Rocky Bushiri

Personal information
- Full name: Rocky Bushiri Kisonga
- Date of birth: 30 November 1999 (age 26)
- Place of birth: Democratic Republic of Congo
- Position: Centre-back

Team information
- Current team: Hibernian
- Number: 33

Youth career
- 2014–2017: K.V. Oostende

Senior career*
- Years: Team / Apps / (Gls)
- 2017–2019: K.V. Oostende / 2 / (0)
- 2018–2019: → Eupen (loan) / 23 / (0)
- 2019–2022: Norwich City / 0 / (0)
- 2019: → Blackpool (loan) / 4 / (0)
- 2020: → Sint-Truiden (loan) / 7 / (0)
- 2020–2021: → Mechelen (loan) / 6 / (0)
- 2021: → Eupen (loan) / 1 / (0)
- 2022: → Hibernian (loan) / 14 / (0)
- 2022–: Hibernian / 96 / (6)

International career^{‡}
- 2017: Belgium U19 / 2 / (0)
- 2018–2019: Belgium U21 / 7 / (0)
- 2023–: DR Congo / 4 / (0)

= Rocky Bushiri =

DR Congolese footballer

Rocky Bushiri Kisonga (born 30 November 1999) is a professional footballer who plays as a centre-back for side Hibernian and the DR Congo national team.

He has previously played for K.V. Oostende and Norwich City, spending almost the entirety of his spell at Norwich on loan at other clubs.

Bushiri was born in DR Congo, his family moved to Belgium soon after. He played for Belgian under-19 and under-21 teams. He switched his international allegiance to DR Congo in March 2023, and made his full international debut for them later that year.

==Club career==
===Oostende===
Bushiri joined the youth academy of K.V. Oostende in 2012 after impressing in a provincial tournament representing Walloon Brabant. He signed his first professional contract with Oostende in June 2017, for two years. He made his professional debut in a 1–0 Belgian First Division A loss to KV Mechelen on 9 December 2017, becoming the youngest-ever debutant for Oostende.

===Norwich City===
On 3 July 2019, it was announced that Bushiri would join Norwich City on a four-year deal, initially linking up with the U23 squad. On 1 August 2019, Bushiri joined League One club Blackpool on a season-long loan deal. Bushiri scored his first goal for the club in a 1–0 win against Wolverhampton Wanderers U21s in an EFL Trophy tie on 5 November 2019.

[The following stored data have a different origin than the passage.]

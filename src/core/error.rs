use thiserror::Error;

#[derive(Error, Debug)]
pub enum FusilladeError {
    #[error("Unit not found: {0:?}")]
    UnitNotFound(crate::core::types::UnitId),

    #[error("Weapon slot {slot} not mounted on unit {unit:?}")]
    WeaponNotMounted {
        unit: crate::core::types::UnitId,
        slot: usize,
    },

    #[error("Invalid rules table {file}: {reason}")]
    InvalidTable { file: String, reason: String },

    #[error("Invalid declaration: {0}")]
    InvalidDeclaration(String),

    #[error("IO error: {0}")]
    IoError(#[from] std::io::Error),

    #[error("TOML error: {0}")]
    TomlError(#[from] toml::de::Error),

    #[error("Serialization error: {0}")]
    SerdeError(#[from] serde_json::Error),
}

pub type Result<T> = std::result::Result<T, FusilladeError>;
//! Strategy dispatch
//!
//! Selects the one strategy a declaration resolves under. Pure function
//! of weapon family, munition, firing mode, and target kind; selected
//! once at declaration time and never re-evaluated mid-resolution.
//! Swarm continuations are re-dispatched as fresh declarations.

use crate::attack::declaration::{AttackDeclaration, FiringMode, TargetRef};
use crate::attack::strategy::ResolutionStrategy;
use crate::catalog::{Munition, WeaponFamily, WeaponSpec};

/// Select the resolution strategy for a declaration
pub fn select_strategy(decl: &AttackDeclaration, spec: &WeaponSpec) -> ResolutionStrategy {
    // Target kind decides first: terrain attacks resolve the same way
    // no matter what fires them
    match decl.target {
        TargetRef::MinefieldClear(_) => return ResolutionStrategy::MineClearance,
        TargetRef::HexIgnite(_) => return ResolutionStrategy::DeliberateIgnition,
        TargetRef::Structure(_) => return ResolutionStrategy::StructureDemolition,
        TargetRef::Hex(_) if decl.munition.is_area_payload() => {
            return ResolutionStrategy::AreaPayload;
        }
        _ => {}
    }

    match spec.family {
        WeaponFamily::Designator => ResolutionStrategy::Designation,
        WeaponFamily::PodLauncher => ResolutionStrategy::PodDelivery,
        WeaponFamily::UltraCannon if decl.mode == FiringMode::Ultra => {
            ResolutionStrategy::RapidFire {
                destroy_on_jam: true,
            }
        }
        WeaponFamily::RotaryCannon | WeaponFamily::MachineGun
            if matches!(decl.mode, FiringMode::Rotary(_)) =>
        {
            ResolutionStrategy::RapidFire {
                destroy_on_jam: false,
            }
        }
        WeaponFamily::MissileRack if decl.munition == Munition::Swarm => {
            ResolutionStrategy::Swarm
        }
        WeaponFamily::Energy if decl.mode == FiringMode::Heat => {
            ResolutionStrategy::HeatDelivery
        }
        _ if spec.rolls_on_cluster_table() => ResolutionStrategy::Cluster,
        _ => ResolutionStrategy::Direct,
    }
}
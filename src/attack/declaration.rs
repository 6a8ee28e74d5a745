//! Attack declarations
//!
//! A declaration is the immutable record of one weapon activation:
//! who fires what, at what, loaded with which munition, in which mode.
//! Swarm retargeting never mutates a declaration; it builds a new one
//! carrying the undelivered missiles and the prior target.

use crate::catalog::Munition;
use crate::core::types::UnitId;
use crate::world::HexCoord;
use serde::{Deserialize, Serialize};
use std::fmt;

/// What an attack is aimed at
#[derive(Debug, Clone, Copy, PartialEq, Eq, Serialize, Deserialize)]
pub enum TargetRef {
    /// A unit on the battlefield
    Unit(UnitId),
    /// Ground fire into a hex (woods clearing, payload delivery)
    Hex(HexCoord),
    /// Deliberate attempt to set a hex alight
    HexIgnite(HexCoord),
    /// Sweep the minefields out of a hex
    MinefieldClear(HexCoord),
    /// Bring down the structure in a hex
    Structure(HexCoord),
}

impl TargetRef {
    /// Whether the target is terrain rather than a unit
    pub fn is_static(&self) -> bool {
        !matches!(self, TargetRef::Unit(_))
    }

    pub fn unit_id(&self) -> Option<UnitId> {
        match self {
            TargetRef::Unit(id) => Some(*id),
            _ => None,
        }
    }

    /// Coordinate of a static target; unit positions live on the unit
    pub fn static_coord(&self) -> Option<HexCoord> {
        match self {
            TargetRef::Unit(_) => None,
            TargetRef::Hex(c)
            | TargetRef::HexIgnite(c)
            | TargetRef::MinefieldClear(c)
            | TargetRef::Structure(c) => Some(*c),
        }
    }
}

/// Firing mode selected at declaration time
#[derive(Debug, Clone, Copy, PartialEq, Eq, Serialize, Deserialize)]
pub enum FiringMode {
    Standard,
    /// Ultra autocannon double-rate fire (2 shots)
    Ultra,
    /// Rotary burst of the requested shot count
    Rotary(u8),
    /// Flamer pours heat into the target instead of damage
    Heat,
    /// Arcing fire without line of sight
    Indirect,
    /// Dual designator beam; marks at higher priority
    Dual,
}

impl fmt::Display for FiringMode {
    fn fmt(&self, f: &mut fmt::Formatter<'_>) -> fmt::Result {
        match self {
            FiringMode::Standard => write!(f, "standard"),
            FiringMode::Ultra => write!(f, "ultra"),
            FiringMode::Rotary(n) => write!(f, "{}-shot burst", n),
            FiringMode::Heat => write!(f, "heat"),
            FiringMode::Indirect => write!(f, "indirect"),
            FiringMode::Dual => write!(f, "dual"),
        }
    }
}

/// One declared weapon attack
#[derive(Debug, Clone, PartialEq, Eq, Serialize, Deserialize)]
pub struct AttackDeclaration {
    pub attacker: UnitId,
    pub target: TargetRef,
    /// Index into the attacker's weapon mounts
    pub weapon_slot: usize,
    pub munition: Munition,
    pub mode: FiringMode,
    /// Identical launchers fired as one volley (1 for a lone weapon)
    pub volley_weapons: u8,
    /// Missiles carried forward by a swarm continuation
    pub missiles_carried: Option<u8>,
    /// Target the swarm already resolved against
    pub prior_target: Option<UnitId>,
}

impl AttackDeclaration {
    pub fn new(attacker: UnitId, target: TargetRef, weapon_slot: usize) -> Self {
        Self {
            attacker,
            target,
            weapon_slot,
            munition: Munition::Standard,
            mode: FiringMode::Standard,
            volley_weapons: 1,
            missiles_carried: None,
            prior_target: None,
        }
    }

    pub fn with_munition(mut self, munition: Munition) -> Self {
        self.munition = munition;
        self
    }

    pub fn with_mode(mut self, mode: FiringMode) -> Self {
        self.mode = mode;
        self
    }

    pub fn with_volley(mut self, weapons: u8) -> Self {
        self.volley_weapons = weapons.max(1);
        self
    }

    /// Whether this declaration was spawned by swarm retargeting.
    /// Continuations never consume ammo or add heat again.
    pub fn is_continuation(&self) -> bool {
        self.missiles_carried.is_some()
    }
}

On 30 June 2020, Bushiri went out on loan again, this time joining Mechelen on a season-long deal.

On 26 January 2021, Bushiri moved to Belgium side KAS Eupen, on a loan deal until the end of the season.

===Hibernian===
On 10 January 2022, Bushiri joined Scottish Premiership side Hibernian on loan for the remainder of the season, with an option to buy in the summer. His number of appearances during the loan triggered that option, and he signed a three-year contract with Hibs in June 2022.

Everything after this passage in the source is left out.